The difference between these two worlds is startling. From the narcissistic, vacuous, celebrity at any cost end of the spectrum to unselfish, skilled artisans changing lives in positive and special ways.
Re-constructive surgery can be defined as the restoration of appearance and function following injury or disease, or the correction of congenital defects, using the techniques of plastic surgery.

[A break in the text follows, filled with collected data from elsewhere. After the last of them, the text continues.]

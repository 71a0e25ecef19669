//! Configuration system for Quill.
//!
//! Uses `figment` for layered configuration: defaults -> user config file ->
//! workspace config file -> environment -> explicit overrides.
//! Configuration is loaded from `~/.config/quill/config.toml` and/or
//! `.quill/config.toml` in the workspace directory.

use figment::{
    Figment,
    providers::{Env, Format, Serialized, Toml},
};
use serde::{Deserialize, Serialize};
use std::path::{Path, PathBuf};

/// Default Gemini model.
pub const DEFAULT_MODEL: &str = "gemini-2.5-flash-lite-preview-06-17";

/// Default Generative Language API root.
pub const DEFAULT_BASE_URL: &str = "https://generativelanguage.googleapis.com/v1beta";

/// Default environment variable holding the API key.
pub const DEFAULT_API_KEY_ENV: &str = "GEMINI_API_KEY";

/// Directory name used for workspace-level configuration.
pub const WORKSPACE_DIR: &str = ".quill";

/// Top-level configuration.
#[derive(Debug, Clone, Default, PartialEq, Serialize, Deserialize)]
pub struct QuillConfig {
    #[serde(default)]
    pub gemini: GeminiConfig,
    #[serde(default)]
    pub retry: RetryConfig,
    #[serde(default)]
    pub prompt: PromptOptions,
    #[serde(default)]
    pub proxy: ProxyConfig,
    #[serde(default)]
    pub debug: DebugConfig,
}

/// Gemini endpoint, credential, and generation settings.
#[derive(Debug, Clone, PartialEq, Serialize, Deserialize)]
#[serde(default)]
pub struct GeminiConfig {
    /// Model identifier, also reported as `apiVersion` in analysis metadata.
    pub model: String,
    /// API root without the `/models/...` suffix.
    pub base_url: String,
    /// Explicitly injected API key. Takes precedence over every other source.
    #[serde(skip_serializing_if = "Option::is_none")]
    pub api_key: Option<String>,
    /// Environment variable consulted after the credential store.
    pub api_key_env: String,
    /// Send requests through the local proxy instead of the remote API.
    pub use_proxy: bool,
    /// Proxy endpoint used when `use_proxy` is set.
    pub proxy_url: String,
    pub temperature: f32,
    pub top_k: u32,
    pub top_p: f32,
    pub max_output_tokens: u32,
    pub response_mime_type: String,
    /// Threshold applied to every safety category.
    pub safety_threshold: String,
}

impl Default for GeminiConfig {
    fn default() -> Self {
        Self {
            model: DEFAULT_MODEL.to_string(),
            base_url: DEFAULT_BASE_URL.to_string(),
            api_key: None,
            api_key_env: DEFAULT_API_KEY_ENV.to_string(),
            use_proxy: false,
            proxy_url: "http://localhost:3000/api/gemini".to_string(),
            temperature: 0.3,
            top_k: 1,
            top_p: 1.0,
            max_output_tokens: 8000,
            response_mime_type: "application/json".to_string(),
            safety_threshold: "BLOCK_MEDIUM_AND_ABOVE".to_string(),
        }
    }
}

impl GeminiConfig {
    /// `generateContent` URL for the configured model, without the key.
    pub fn generate_content_url(&self) -> String {
        format!(
            "{}/models/{}:generateContent",
            self.base_url.trim_end_matches('/'),
            self.model
        )
    }

    /// Validate this Gemini config and return any warnings.
    pub fn validate(&self) -> Vec<String> {
        let mut warnings = Vec::new();
        if self.model.trim().is_empty() {
            warnings.push("gemini.model is empty".to_string());
        }
        if !(0.0..=2.0).contains(&self.temperature) {
            warnings.push(format!(
                "gemini.temperature ({}) is outside the typical range 0.0-2.0",
                self.temperature
            ));
        }
        if !(0.0..=1.0).contains(&self.top_p) {
            warnings.push(format!(
                "gemini.top_p ({}) is outside the range 0.0-1.0",
                self.top_p
            ));
        }
        if self.max_output_tokens == 0 {
            warnings.push("gemini.max_output_tokens is 0; every response will be empty".to_string());
        }
        if self.use_proxy && self.proxy_url.trim().is_empty() {
            warnings.push("gemini.use_proxy is set but gemini.proxy_url is empty".to_string());
        }
        warnings
    }
}

/// Retry policy for transient transport failures.
#[derive(Debug, Clone, PartialEq, Serialize, Deserialize)]
#[serde(default)]
pub struct RetryConfig {
    /// Retries after the first attempt.
    pub max_retries: u32,
    pub initial_backoff_ms: u64,
    pub backoff_multiplier: f64,
    pub max_backoff_ms: u64,
}

impl Default for RetryConfig {
    fn default() -> Self {
        Self {
            max_retries: 3,
            initial_backoff_ms: 1000,
            backoff_multiplier: 2.0,
            max_backoff_ms: 60_000,
        }
    }
}

impl RetryConfig {
    pub fn validate(&self) -> Vec<String> {
        let mut warnings = Vec::new();
        if self.initial_backoff_ms > self.max_backoff_ms {
            warnings.push(format!(
                "retry.initial_backoff_ms ({}) exceeds retry.max_backoff_ms ({})",
                self.initial_backoff_ms, self.max_backoff_ms
            ));
        }
        if self.backoff_multiplier < 1.0 {
            warnings.push(format!(
                "retry.backoff_multiplier ({}) is below 1.0; delays will shrink",
                self.backoff_multiplier
            ));
        }
        warnings
    }
}

/// Options for the analysis prompt.
#[derive(Debug, Clone, PartialEq, Eq, Serialize, Deserialize)]
#[serde(default)]
pub struct PromptOptions {
    /// Language used for explanations, feedback, and tips.
    pub feedback_language: String,
}

impl Default for PromptOptions {
    fn default() -> Self {
        Self {
            feedback_language: "Korean".to_string(),
        }
    }
}

/// Development proxy settings.
#[derive(Debug, Clone, PartialEq, Eq, Serialize, Deserialize)]
#[serde(default)]
pub struct ProxyConfig {
    pub host: String,
    pub port: u16,
    /// Directory served for any path other than the API routes.
    #[serde(skip_serializing_if = "Option::is_none")]
    pub static_dir: Option<PathBuf>,
}

impl Default for ProxyConfig {
    fn default() -> Self {
        Self {
            host: "127.0.0.1".to_string(),
            port: 3000,
            static_dir: None,
        }
    }
}

impl ProxyConfig {
    pub fn bind_addr(&self) -> String {
        format!("{}:{}", self.host, self.port)
    }
}

/// Diagnostics for inspecting raw model output.
#[derive(Debug, Clone, Default, PartialEq, Eq, Serialize, Deserialize)]
#[serde(default)]
pub struct DebugConfig {
    /// File mirroring the most recent raw response, if set.
    #[serde(skip_serializing_if = "Option::is_none")]
    pub raw_response_path: Option<PathBuf>,
}

impl QuillConfig {
    /// Validate the whole configuration and return any warnings.
    ///
    /// Warnings never prevent loading.
    pub fn validate(&self) -> Vec<String> {
        let mut warnings = self.gemini.validate();
        warnings.extend(self.retry.validate());
        if self.proxy.port == 0 {
            warnings.push("proxy.port is 0; an ephemeral port will be chosen".to_string());
        }
        warnings
    }
}

/// Project directories for user-level config and data.
pub fn project_dirs() -> Option<directories::ProjectDirs> {
    directories::ProjectDirs::from("dev", "quill", "quill")
}

/// Path of the user-level config file.
pub fn user_config_path() -> Option<PathBuf> {
    project_dirs().map(|dirs| dirs.config_dir().join("config.toml"))
}

/// Path of the workspace-level config file.
pub fn workspace_config_path(workspace: &Path) -> PathBuf {
    workspace.join(WORKSPACE_DIR).join("config.toml")
}

/// Load configuration from all sources.
pub fn load_config(
    workspace: Option<&Path>,
    overrides: Option<&QuillConfig>,
) -> Result<QuillConfig, Box<figment::Error>> {
    let mut figment = Figment::from(Serialized::defaults(QuillConfig::default()));

    // User-level config
    if let Some(user_config) = user_config_path()
        && user_config.exists()
    {
        figment = figment.merge(Toml::file(&user_config));
    }

    // Workspace-level config
    if let Some(ws) = workspace {
        let ws_config = workspace_config_path(ws);
        if ws_config.exists() {
            figment = figment.merge(Toml::file(&ws_config));
        }
    }

    // Environment variables (QUILL_GEMINI__MODEL, QUILL_RETRY__MAX_RETRIES, etc.)
    figment = figment.merge(Env::prefixed("QUILL_").split("__"));

    // Explicit overrides
    if let Some(overrides) = overrides {
        figment = figment.merge(Serialized::defaults(overrides));
    }

    figment.extract().map_err(Box::new)
}

/// Check whether any Quill configuration file exists.
pub fn config_exists(workspace: Option<&Path>) -> bool {
    if user_config_path().is_some_and(|p| p.exists()) {
        return true;
    }
    workspace.is_some_and(|ws| workspace_config_path(ws).exists())
}

#[cfg(test)]
mod tests {
    use super::*;

    #[test]
    fn test_default_config() {
        let config = QuillConfig::default();
        assert_eq!(config.gemini.model, DEFAULT_MODEL);
        assert_eq!(config.gemini.api_key_env, "GEMINI_API_KEY");
        assert!(!config.gemini.use_proxy);
        assert_eq!(config.gemini.temperature, 0.3);
        assert_eq!(config.gemini.max_output_tokens, 8000);
        assert_eq!(config.retry.max_retries, 3);
        assert_eq!(config.retry.initial_backoff_ms, 1000);
        assert_eq!(config.prompt.feedback_language, "Korean");
        assert_eq!(config.proxy.port, 3000);
        assert!(config.debug.raw_response_path.is_none());
    }

    #[test]
    fn test_generate_content_url() {
        let mut gemini = GeminiConfig::default();
        assert_eq!(
            gemini.generate_content_url(),
            "https://generativelanguage.googleapis.com/v1beta/models/gemini-2.5-flash-lite-preview-06-17:generateContent"
        );
        gemini.base_url = "http://127.0.0.1:9000/".into();
        gemini.model = "m".into();
        assert_eq!(
            gemini.generate_content_url(),
            "http://127.0.0.1:9000/models/m:generateContent"
        );
    }

    #[test]
    fn test_config_serialization_roundtrip() {
        let config = QuillConfig::default();
        let toml_str = toml::to_string(&config).unwrap();
        let deserialized: QuillConfig = toml::from_str(&toml_str).unwrap();
        assert_eq!(deserialized, config);
    }

    #[test]
    fn test_partial_toml_fills_defaults() {
        let config: QuillConfig = toml::from_str(
            r#"
            [gemini]
            model = "gemini-custom"
            use_proxy = true

            [retry]
            max_retries = 5
            "#,
        )
        .unwrap();
        assert_eq!(config.gemini.model, "gemini-custom");
        assert!(config.gemini.use_proxy);
        assert_eq!(config.gemini.temperature, 0.3);
        assert_eq!(config.retry.max_retries, 5);
        assert_eq!(config.retry.initial_backoff_ms, 1000);
        assert_eq!(config.proxy, ProxyConfig::default());
    }

    #[test]
    fn test_load_config_defaults() {
        let dir = tempfile::tempdir().unwrap();
        let config = load_config(Some(dir.path()), None).unwrap();
        assert_eq!(config.retry.backoff_multiplier, 2.0);
    }

    #[test]
    fn test_load_config_workspace_file_and_overrides() {
        let dir = tempfile::tempdir().unwrap();
        std::fs::create_dir_all(dir.path().join(WORKSPACE_DIR)).unwrap();
        std::fs::write(
            workspace_config_path(dir.path()),
            "[proxy]\nport = 4100\n\n[prompt]\nfeedback_language = \"Japanese\"\n",
        )
        .unwrap();
        assert!(config_exists(Some(dir.path())));

        let config = load_config(Some(dir.path()), None).unwrap();
        assert_eq!(config.proxy.port, 4100);
        assert_eq!(config.prompt.feedback_language, "Japanese");

        let mut overrides = config.clone();
        overrides.gemini.model = "override-model".into();
        let config = load_config(Some(dir.path()), Some(&overrides)).unwrap();
        assert_eq!(config.gemini.model, "override-model");
        assert_eq!(config.proxy.port, 4100);
    }

    #[test]
    fn test_validate_defaults_clean() {
        assert!(QuillConfig::default().validate().is_empty());
    }

    #[test]
    fn test_validate_warnings() {
        let mut config = QuillConfig::default();
        config.gemini.temperature = 3.5;
        config.gemini.max_output_tokens = 0;
        config.retry.initial_backoff_ms = 90_000;
        config.retry.backoff_multiplier = 0.5;
        let warnings = config.validate();
        assert_eq!(warnings.len(), 4);
        assert!(warnings.iter().any(|w| w.contains("temperature")));
        assert!(warnings.iter().any(|w| w.contains("max_output_tokens")));
        assert!(warnings.iter().any(|w| w.contains("initial_backoff_ms")));
        assert!(warnings.iter().any(|w| w.contains("backoff_multiplier")));
    }

    #[test]
    fn test_proxy_bind_addr() {
        assert_eq!(ProxyConfig::default().bind_addr(), "127.0.0.1:3000");
    }
}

Asiye Engiz was only a year old when a fire swept through her home. She was rescued in time to save her life but had suffered horrendous burns. She spent the next 41 years in her house. No school, no social life, no self esteem, she never went out. Her family took her to a procession of doctors who all said that nothing could be done until, finally she was seen by Dr. Mehmet Mutaf. He was the first doctor who thought that her face could be rebuilt.
This wasn’t a face transplant but a complete reconstruction using cartilage and bone taken from her ribs, hair from her head for her eyebrows, skin tissue from her arm, fat from her body to shape her face and finally skin from her neck to make skin on her face. The results speak for themselves.
In a moment of drunken stupidity when he was 22 Richard Lee Norris managed to shoot himself in the face with a shotgun. For the next 15 years he lived as a recluse in his home town, only going out at night with his face covered with a mask. 5 years ago he underwent a face transplant and now relies on anti rejection drugs but is thriving.
Two different people, two major re-constructive procedures but with one result, that their lives are an awful lot better than they were before.
Where does Harold Gillies come into this?
Harold Delf Gillies was a pioneering re-constructive surgeon treating the wounded from the First and Second World Wars. He joined Royal Army Medical Corps at the start of the First World War and was shocked by the injuries he saw in France and pushed the army set up their own plastic surgery unit.
Soon after, a specifically-designed hospital was opened which treated 2,000 patients after the Battle of the Somme alone. Although Gillies was performing extraordinary work facial reconstruction was initially viewed with suspicion but became an integral part of the post-war healing process. One major issue for such invasive surgery was that this was in the time before antibiotics and the surgery was very risky. The pioneering work of Gillies and other surgeons not only save countless hundreds of lives but allowed many terribly injured men to re-enter society and help them cope with the psychological injuries they had suffered. He pushed the boundaries with his techniques and helped train new surgeons who took the skills even further through the Second World War.
All that work and all the selfless talent to see the popular media fixate on Miss Big and Miss Fox as some sort of poster for modern cosmetic surgery.
* There is an excellent film about the pioneering re-constructive surgery carried out during the First World War. La chambre des officiers (2001) which tells the story of a young officer badly wounded by a piece of shrapnel in the opening days of the war and spends the next five years having his face rebuilt. Maybe too dark and melancholy for some it is nevertheless an excellent telling of the techniques used and the psychological issues the wounded suffered.